* **Problem to work on**
Report each line from the data below that holds the word "bytemuck".

* **Material shown**
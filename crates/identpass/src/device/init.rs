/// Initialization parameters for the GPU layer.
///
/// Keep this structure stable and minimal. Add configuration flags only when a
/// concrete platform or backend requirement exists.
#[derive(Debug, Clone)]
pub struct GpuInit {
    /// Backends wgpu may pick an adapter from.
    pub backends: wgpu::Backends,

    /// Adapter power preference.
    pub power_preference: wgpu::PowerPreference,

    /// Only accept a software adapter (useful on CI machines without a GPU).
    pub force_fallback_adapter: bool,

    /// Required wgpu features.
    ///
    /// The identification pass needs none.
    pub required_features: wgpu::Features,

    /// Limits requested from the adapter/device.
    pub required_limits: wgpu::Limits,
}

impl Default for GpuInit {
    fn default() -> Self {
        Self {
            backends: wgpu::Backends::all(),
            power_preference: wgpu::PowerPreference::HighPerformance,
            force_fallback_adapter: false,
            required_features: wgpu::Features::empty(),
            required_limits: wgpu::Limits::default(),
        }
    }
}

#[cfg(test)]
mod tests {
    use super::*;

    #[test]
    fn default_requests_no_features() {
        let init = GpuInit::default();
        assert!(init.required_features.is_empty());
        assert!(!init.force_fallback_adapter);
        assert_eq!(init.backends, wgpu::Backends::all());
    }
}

* * *

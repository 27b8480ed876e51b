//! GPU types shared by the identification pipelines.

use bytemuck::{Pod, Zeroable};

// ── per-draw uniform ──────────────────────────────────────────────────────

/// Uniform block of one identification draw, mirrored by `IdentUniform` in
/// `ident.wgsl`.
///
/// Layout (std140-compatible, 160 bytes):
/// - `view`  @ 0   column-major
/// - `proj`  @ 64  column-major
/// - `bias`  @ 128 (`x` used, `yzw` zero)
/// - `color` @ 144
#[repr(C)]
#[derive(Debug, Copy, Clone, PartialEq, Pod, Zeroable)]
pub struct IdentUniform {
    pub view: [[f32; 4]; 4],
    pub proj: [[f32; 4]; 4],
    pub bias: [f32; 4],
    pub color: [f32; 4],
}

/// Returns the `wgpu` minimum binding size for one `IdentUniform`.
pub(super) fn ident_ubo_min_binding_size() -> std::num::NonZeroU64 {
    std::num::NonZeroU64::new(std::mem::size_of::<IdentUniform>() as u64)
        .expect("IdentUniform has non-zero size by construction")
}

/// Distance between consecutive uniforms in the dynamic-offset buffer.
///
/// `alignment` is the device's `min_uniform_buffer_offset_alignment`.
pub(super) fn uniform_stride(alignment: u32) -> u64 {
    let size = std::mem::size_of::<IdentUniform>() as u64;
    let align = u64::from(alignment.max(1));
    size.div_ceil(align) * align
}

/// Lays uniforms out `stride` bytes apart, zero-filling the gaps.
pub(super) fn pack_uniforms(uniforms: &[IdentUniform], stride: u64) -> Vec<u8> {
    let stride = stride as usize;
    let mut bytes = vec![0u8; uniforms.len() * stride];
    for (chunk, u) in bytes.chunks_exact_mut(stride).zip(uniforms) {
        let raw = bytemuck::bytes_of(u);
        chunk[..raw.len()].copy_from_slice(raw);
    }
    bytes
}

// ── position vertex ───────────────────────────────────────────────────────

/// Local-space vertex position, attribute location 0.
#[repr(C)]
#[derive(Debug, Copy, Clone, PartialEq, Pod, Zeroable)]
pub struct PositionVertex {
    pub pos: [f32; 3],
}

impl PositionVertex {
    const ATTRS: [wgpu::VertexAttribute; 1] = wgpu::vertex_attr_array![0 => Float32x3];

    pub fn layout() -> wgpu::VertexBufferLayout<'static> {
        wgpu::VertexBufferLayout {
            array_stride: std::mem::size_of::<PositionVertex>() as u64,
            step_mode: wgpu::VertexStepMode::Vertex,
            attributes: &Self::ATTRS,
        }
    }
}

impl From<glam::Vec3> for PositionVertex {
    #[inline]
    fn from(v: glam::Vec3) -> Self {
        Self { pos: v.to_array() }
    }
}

* **Completed task**
use bytemuck::{Pod, Zeroable};
        let raw = bytemuck::bytes_of(u);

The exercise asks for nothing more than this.